+++ Data provided +++

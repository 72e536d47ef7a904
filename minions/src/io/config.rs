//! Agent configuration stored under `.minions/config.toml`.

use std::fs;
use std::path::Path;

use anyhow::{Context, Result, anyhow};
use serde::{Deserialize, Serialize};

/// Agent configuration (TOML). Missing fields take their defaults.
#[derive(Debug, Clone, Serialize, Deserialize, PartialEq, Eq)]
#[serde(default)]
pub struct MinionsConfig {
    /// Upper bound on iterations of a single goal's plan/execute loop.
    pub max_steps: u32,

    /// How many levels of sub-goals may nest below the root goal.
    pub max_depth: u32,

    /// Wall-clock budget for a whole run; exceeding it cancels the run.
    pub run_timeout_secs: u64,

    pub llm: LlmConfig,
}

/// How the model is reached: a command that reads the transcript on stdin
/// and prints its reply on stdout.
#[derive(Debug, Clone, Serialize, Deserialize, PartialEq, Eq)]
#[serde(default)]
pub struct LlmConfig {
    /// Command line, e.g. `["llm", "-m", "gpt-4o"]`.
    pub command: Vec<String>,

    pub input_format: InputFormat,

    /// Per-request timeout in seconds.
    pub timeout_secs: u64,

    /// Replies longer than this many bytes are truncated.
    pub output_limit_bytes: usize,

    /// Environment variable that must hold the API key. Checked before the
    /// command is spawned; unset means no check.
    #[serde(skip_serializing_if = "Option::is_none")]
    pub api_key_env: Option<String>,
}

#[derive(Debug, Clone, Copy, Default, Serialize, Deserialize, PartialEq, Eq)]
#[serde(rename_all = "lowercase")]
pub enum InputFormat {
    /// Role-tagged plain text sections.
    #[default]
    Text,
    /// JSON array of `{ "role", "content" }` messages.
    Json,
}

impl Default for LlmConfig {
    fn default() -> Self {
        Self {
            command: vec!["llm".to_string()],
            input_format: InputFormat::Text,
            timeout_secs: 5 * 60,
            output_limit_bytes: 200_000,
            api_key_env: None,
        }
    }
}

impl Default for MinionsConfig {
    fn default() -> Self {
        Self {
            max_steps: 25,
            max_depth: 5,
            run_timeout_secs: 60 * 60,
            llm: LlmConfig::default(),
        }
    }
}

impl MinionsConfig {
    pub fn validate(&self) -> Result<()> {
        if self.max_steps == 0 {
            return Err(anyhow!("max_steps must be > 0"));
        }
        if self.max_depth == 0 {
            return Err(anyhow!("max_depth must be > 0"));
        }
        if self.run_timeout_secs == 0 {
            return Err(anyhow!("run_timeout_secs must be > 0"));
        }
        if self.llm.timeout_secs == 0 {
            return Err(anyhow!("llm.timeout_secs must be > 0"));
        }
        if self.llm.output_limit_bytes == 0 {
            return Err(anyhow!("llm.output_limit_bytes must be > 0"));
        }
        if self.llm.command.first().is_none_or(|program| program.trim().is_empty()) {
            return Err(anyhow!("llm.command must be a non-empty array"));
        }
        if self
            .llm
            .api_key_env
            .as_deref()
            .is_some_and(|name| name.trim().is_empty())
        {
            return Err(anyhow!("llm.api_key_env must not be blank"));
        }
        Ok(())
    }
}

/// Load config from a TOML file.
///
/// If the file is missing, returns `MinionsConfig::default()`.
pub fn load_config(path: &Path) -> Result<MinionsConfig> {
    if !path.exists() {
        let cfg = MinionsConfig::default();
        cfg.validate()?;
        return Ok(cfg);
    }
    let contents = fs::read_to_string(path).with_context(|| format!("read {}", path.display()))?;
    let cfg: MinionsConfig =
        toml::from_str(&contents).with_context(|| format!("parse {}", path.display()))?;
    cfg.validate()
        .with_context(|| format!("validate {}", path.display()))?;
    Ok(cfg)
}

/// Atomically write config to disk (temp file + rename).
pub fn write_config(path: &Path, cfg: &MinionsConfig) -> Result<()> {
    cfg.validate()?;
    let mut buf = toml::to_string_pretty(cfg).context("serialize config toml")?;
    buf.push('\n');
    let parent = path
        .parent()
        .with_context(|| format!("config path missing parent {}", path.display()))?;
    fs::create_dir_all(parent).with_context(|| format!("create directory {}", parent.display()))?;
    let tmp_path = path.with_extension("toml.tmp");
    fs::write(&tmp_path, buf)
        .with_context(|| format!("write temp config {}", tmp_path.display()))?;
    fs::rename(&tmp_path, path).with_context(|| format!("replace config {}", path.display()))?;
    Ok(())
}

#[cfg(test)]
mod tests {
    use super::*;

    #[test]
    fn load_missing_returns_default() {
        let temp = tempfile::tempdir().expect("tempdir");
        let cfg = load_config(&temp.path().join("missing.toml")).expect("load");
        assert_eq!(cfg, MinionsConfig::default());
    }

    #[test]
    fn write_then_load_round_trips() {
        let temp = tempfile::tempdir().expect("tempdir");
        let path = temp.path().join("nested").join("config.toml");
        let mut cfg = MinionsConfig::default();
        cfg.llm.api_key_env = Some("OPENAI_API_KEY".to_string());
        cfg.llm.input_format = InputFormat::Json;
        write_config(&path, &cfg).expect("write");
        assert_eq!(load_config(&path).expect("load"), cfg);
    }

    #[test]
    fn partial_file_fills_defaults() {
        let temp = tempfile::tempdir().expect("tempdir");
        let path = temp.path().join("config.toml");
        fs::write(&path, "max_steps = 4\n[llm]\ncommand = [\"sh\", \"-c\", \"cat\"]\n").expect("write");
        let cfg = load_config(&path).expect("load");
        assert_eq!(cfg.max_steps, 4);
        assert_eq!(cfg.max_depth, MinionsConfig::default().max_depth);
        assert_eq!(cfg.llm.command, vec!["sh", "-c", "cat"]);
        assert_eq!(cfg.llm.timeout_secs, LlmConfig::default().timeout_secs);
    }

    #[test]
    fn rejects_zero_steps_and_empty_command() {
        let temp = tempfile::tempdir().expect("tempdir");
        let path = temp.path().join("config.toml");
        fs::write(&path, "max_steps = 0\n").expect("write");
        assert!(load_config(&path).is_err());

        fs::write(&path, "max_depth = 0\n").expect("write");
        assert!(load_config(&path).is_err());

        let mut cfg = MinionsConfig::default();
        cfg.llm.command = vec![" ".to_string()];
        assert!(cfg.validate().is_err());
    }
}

+++

__Required work__:
From the start of the data to the line that holds "Command line, e.g.", retype each line exactly, with both ends included.

__Your response__:
repository 72e536d47ef7a904
filename minions/src/io/config.rs
//! Agent configuration stored under `.minions/config.toml`.

use std::fs;
use std::path::Path;

use anyhow::{Context, Result, anyhow};
use serde::{Deserialize, Serialize};

/// Agent configuration (TOML). Missing fields take their defaults.
#[derive(Debug, Clone, Serialize, Deserialize, PartialEq, Eq)]
#[serde(default)]
pub struct MinionsConfig {
    /// Upper bound on iterations of a single goal's plan/execute loop.
    pub max_steps: u32,

    /// How many levels of sub-goals may nest below the root goal.
    pub max_depth: u32,

    /// Wall-clock budget for a whole run; exceeding it cancels the run.
    pub run_timeout_secs: u64,

    pub llm: LlmConfig,
}

/// How the model is reached: a command that reads the transcript on stdin
/// and prints its reply on stdout.
#[derive(Debug, Clone, Serialize, Deserialize, PartialEq, Eq)]
#[serde(default)]
pub struct LlmConfig {
    /// Command line, e.g. `["llm", "-m", "gpt-4o"]`.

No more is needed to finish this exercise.